┌─ Information supplied

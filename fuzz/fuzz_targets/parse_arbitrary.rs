// Copyright 2026 James Casey
// SPDX-License-Identifier: Apache-2.0

//! Fuzz target for front end crash safety.
//!
//! Feeds arbitrary bytes through decoding, lexing, parsing, semantic
//! analysis and XML output. Any input must produce either an XML document
//! or a single error with a location inside the source; nothing may panic.
//!
//! Seed `fuzz/corpus/parse_arbitrary/` with the `main.sol` files from
//! `test-package-compiler/cases/`.

#![no_main]

use libfuzzer_sys::fuzz_target;
use sol25_core::compile::decode;

fuzz_target!(|data: &[u8]| {
    let Ok(source) = decode(data) else {
        return;
    };
    match sol25_core::compile(source) {
        Ok(xml) => assert!(xml.ends_with("</program>\n")),
        Err(error) => assert!(error.span().start() as usize <= source.len()),
    }
});
// Copyright 2026 James Casey
// SPDX-License-Identifier: Apache-2.0

//! Recursive descent parser for SOL25 source code.
//!
//! The parser consumes the token stream produced by the
//! [`Lexer`](super::Lexer) and builds a [`cst::Program`]. It is deterministic
//! with one token of lookahead and stops at the first problem:
//!
//! - an [`Error`](TokenKind::Error) token reached in the stream becomes a
//!   [`ParseError::Lexical`];
//! - a token that fits no production becomes a [`ParseError::Syntax`].
//!
//! There is no recovery and no partial tree. Blocks and parentheses may
//! nest at most [`MAX_NESTING_DEPTH`] levels deep; deeper input is a syntax
//! error, which keeps every later tree walk within a bounded stack.
//!
//! # Message Chaining
//!
//! Every message following a primary is collected into the same
//! [`cst::Expression`]. Keyword arguments are primaries, so a send used as
//! an argument has to be parenthesized:
//!
//! ```text
//! x compute: 1 and: (y foo)     "one expression, two keyword parts"
//! ```
//!
//! How those messages become a single send is decided by the
//! [`builder`](crate::builder).
//!
//! # Usage
//!
//! ```
//! use sol25_core::source_analysis::{lex_with_eof, parse};
//!
//! let tokens = lex_with_eof("class Main : Object { run [ ] }");
//! let program = parse(tokens).unwrap();
//! assert_eq!(program.classes.len(), 1);
//! ```

use crate::source_analysis::{
    LexError, ParseError, Span, SyntaxError, Token, TokenKind, Trivia, cst,
};

mod declarations;
mod expressions;

pub(super) type ParseResult<T> = Result<T, ParseError>;

/// Maximum nesting of blocks and parenthesized expressions, method bodies
/// included.
pub const MAX_NESTING_DEPTH: usize = 256;

/// Parse a token stream (ending with EOF) into a concrete syntax tree.
pub fn parse(tokens: Vec<Token>) -> Result<cst::Program, ParseError> {
    let mut parser = Parser::new(tokens);
    let program = parser.parse_program()?;
    tracing::trace!(classes = program.classes.len(), "parsed program");
    Ok(program)
}

/// The parser state.
pub(super) struct Parser {
    /// The tokens being parsed.
    tokens: Vec<Token>,
    /// Current token index.
    current: usize,
    /// Blocks and parentheses currently open.
    depth: usize,
}

impl Parser {
    fn new(mut tokens: Vec<Token>) -> Self {
        if !tokens.last().is_some_and(|token| token.kind().is_eof()) {
            let end = tokens.last().map_or(0, |token| token.span().end());
            tokens.push(Token::new(TokenKind::Eof, Span::new(end, end)));
        }
        Self {
            tokens,
            current: 0,
            depth: 0,
        }
    }

    // ========================================================================
    // Token Management
    // ========================================================================

    /// Returns the current token without checking for lexical errors.
    fn current_token(&self) -> &Token {
        // The constructor guarantees a trailing EOF that is never consumed.
        &self.tokens[self.current.min(self.tokens.len() - 1)]
    }

    /// Returns the current token kind, failing if the lexer could not
    /// tokenize the input at this point.
    pub(super) fn current_kind(&self) -> ParseResult<&TokenKind> {
        Self::checked_kind(self.current_token())
    }

    /// Returns the kind of the token after the current one.
    pub(super) fn peek_kind(&self) -> ParseResult<&TokenKind> {
        let index = (self.current + 1).min(self.tokens.len() - 1);
        Self::checked_kind(&self.tokens[index])
    }

    fn checked_kind(token: &Token) -> ParseResult<&TokenKind> {
        match token.kind() {
            TokenKind::Error(kind) => Err(LexError::new(kind.clone(), token.span()).into()),
            kind => Ok(kind),
        }
    }

    /// Checks if the current token matches the given kind (ignoring payload).
    pub(super) fn check(&self, kind: &TokenKind) -> ParseResult<bool> {
        Ok(std::mem::discriminant(self.current_kind()?) == std::mem::discriminant(kind))
    }

    /// Advances to the next token and returns the consumed one.
    pub(super) fn advance(&mut self) -> Token {
        let token = self.current_token().clone();
        if !token.kind().is_eof() {
            self.current += 1;
        }
        token
    }

    /// Consumes the current token if it matches the given kind.
    pub(super) fn match_token(&mut self, kind: &TokenKind) -> ParseResult<Option<Token>> {
        Ok(if self.check(kind)? {
            Some(self.advance())
        } else {
            None
        })
    }

    /// Expects the current token to match the given kind, advancing if it does.
    pub(super) fn expect(&mut self, kind: &TokenKind, message: &str) -> ParseResult<Token> {
        match self.match_token(kind)? {
            Some(token) => Ok(token),
            None => Err(self.error(message)),
        }
    }

    /// Builds a syntax error at the current token.
    pub(super) fn error(&self, message: &str) -> ParseError {
        let token = self.current_token();
        SyntaxError::new(format!("{message}, found '{}'", token.kind()), token.span()).into()
    }

    /// Runs `parse` one nesting level deeper, failing at the current token
    /// once [`MAX_NESTING_DEPTH`] levels are open.
    pub(super) fn nested<T>(
        &mut self,
        parse: impl FnOnce(&mut Self) -> ParseResult<T>,
    ) -> ParseResult<T> {
        if self.depth >= MAX_NESTING_DEPTH {
            return Err(self.error(&format!(
                "blocks and parentheses nest more than {MAX_NESTING_DEPTH} levels deep"
            )));
        }
        self.depth += 1;
        let result = parse(self);
        self.depth -= 1;
        result
    }

    // ========================================================================
    // Program
    // ========================================================================

    fn parse_program(&mut self) -> ParseResult<cst::Program> {
        let first_comment = self
            .tokens
            .iter()
            .flat_map(Token::trivia)
            .find_map(Trivia::comment_text)
            .map(ecow::EcoString::from);

        let mut classes = Vec::new();
        while !self.current_kind()?.is_eof() {
            if !self.check(&TokenKind::Class)? {
                return Err(self.error("expected 'class' or end of input"));
            }
            classes.push(self.parse_class()?);
        }

        Ok(cst::Program {
            classes,
            first_comment,
            eof: self.advance(),
        })
    }
}

#[cfg(test)]
mod tests {
    use super::*;
    use crate::source_analysis::{LexErrorKind, lex_with_eof};

    fn parse_source(source: &str) -> ParseResult<cst::Program> {
        parse(lex_with_eof(source))
    }

    fn syntax_message(source: &str) -> String {
        match parse_source(source) {
            Err(ParseError::Syntax(error)) => error.message.to_string(),
            other => panic!("expected syntax error, got {other:?}"),
        }
    }

    #[test]
    fn parse_empty_program() {
        let program = parse_source("").unwrap();
        assert!(program.classes.is_empty());
        assert!(program.first_comment.is_none());
    }

    #[test]
    fn parse_minimal_class() {
        let program = parse_source("class Main : Object { run [ ] }").unwrap();
        let class = &program.classes[0];
        assert_eq!(class.name.kind(), &TokenKind::ClassIdentifier("Main".into()));
        assert_eq!(class.parent.kind(), &TokenKind::ClassIdentifier("Object".into()));
        assert_eq!(class.methods.len(), 1);
        assert!(class.methods[0].body.statements.is_empty());
    }

    #[test]
    fn parse_records_first_comment() {
        let program =
            parse_source("\"Program header\" class Main : Object { \"later\" run [ ] }").unwrap();
        assert_eq!(program.first_comment.as_deref(), Some("Program header"));
    }

    #[test]
    fn parse_rejects_top_level_expression() {
        assert_eq!(
            syntax_message("x := 1"),
            "expected 'class' or end of input, found 'x'"
        );
    }

    #[test]
    fn parse_reports_missing_close_brace() {
        assert_eq!(
            syntax_message("class Main : Object { run [ ]"),
            "expected method selector, found '<eof>'"
        );
    }

    #[test]
    fn parse_reports_lexical_error_at_error_token() {
        let error = parse_source("class Main : Object { run [ x := # ] }").unwrap_err();
        match error {
            ParseError::Lexical(error) => {
                assert_eq!(error.kind, LexErrorKind::UnexpectedCharacter('#'));
            }
            ParseError::Syntax(error) => panic!("expected lexical error, got {error:?}"),
        }
    }

    #[test]
    fn earlier_syntax_error_wins_over_later_lexical_error() {
        let error = parse_source("class Main Object { run [ x := # ] }").unwrap_err();
        assert!(matches!(error, ParseError::Syntax(_)), "{error:?}");
    }

    #[test]
    fn parse_without_eof_token_appends_one() {
        let tokens = crate::source_analysis::lex("class A : Object { }");
        let program = parse(tokens).unwrap();
        assert_eq!(program.classes.len(), 1);
        assert!(program.eof.kind().is_eof());
    }
}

└─

Task instructions:
Please go through the data above and copy each line that has the word "into".

Written response:
//! Every message following a primary is collected into the same
/// Parse a token stream (ending with EOF) into a concrete syntax tree.
            TokenKind::Error(kind) => Err(LexError::new(kind.clone(), token.span()).into()),
        SyntaxError::new(format!("{message}, found '{}'", token.kind()), token.span()).into()
        assert_eq!(class.name.kind(), &TokenKind::ClassIdentifier("Main".into()));
        assert_eq!(class.parent.kind(), &TokenKind::ClassIdentifier("Object".into()));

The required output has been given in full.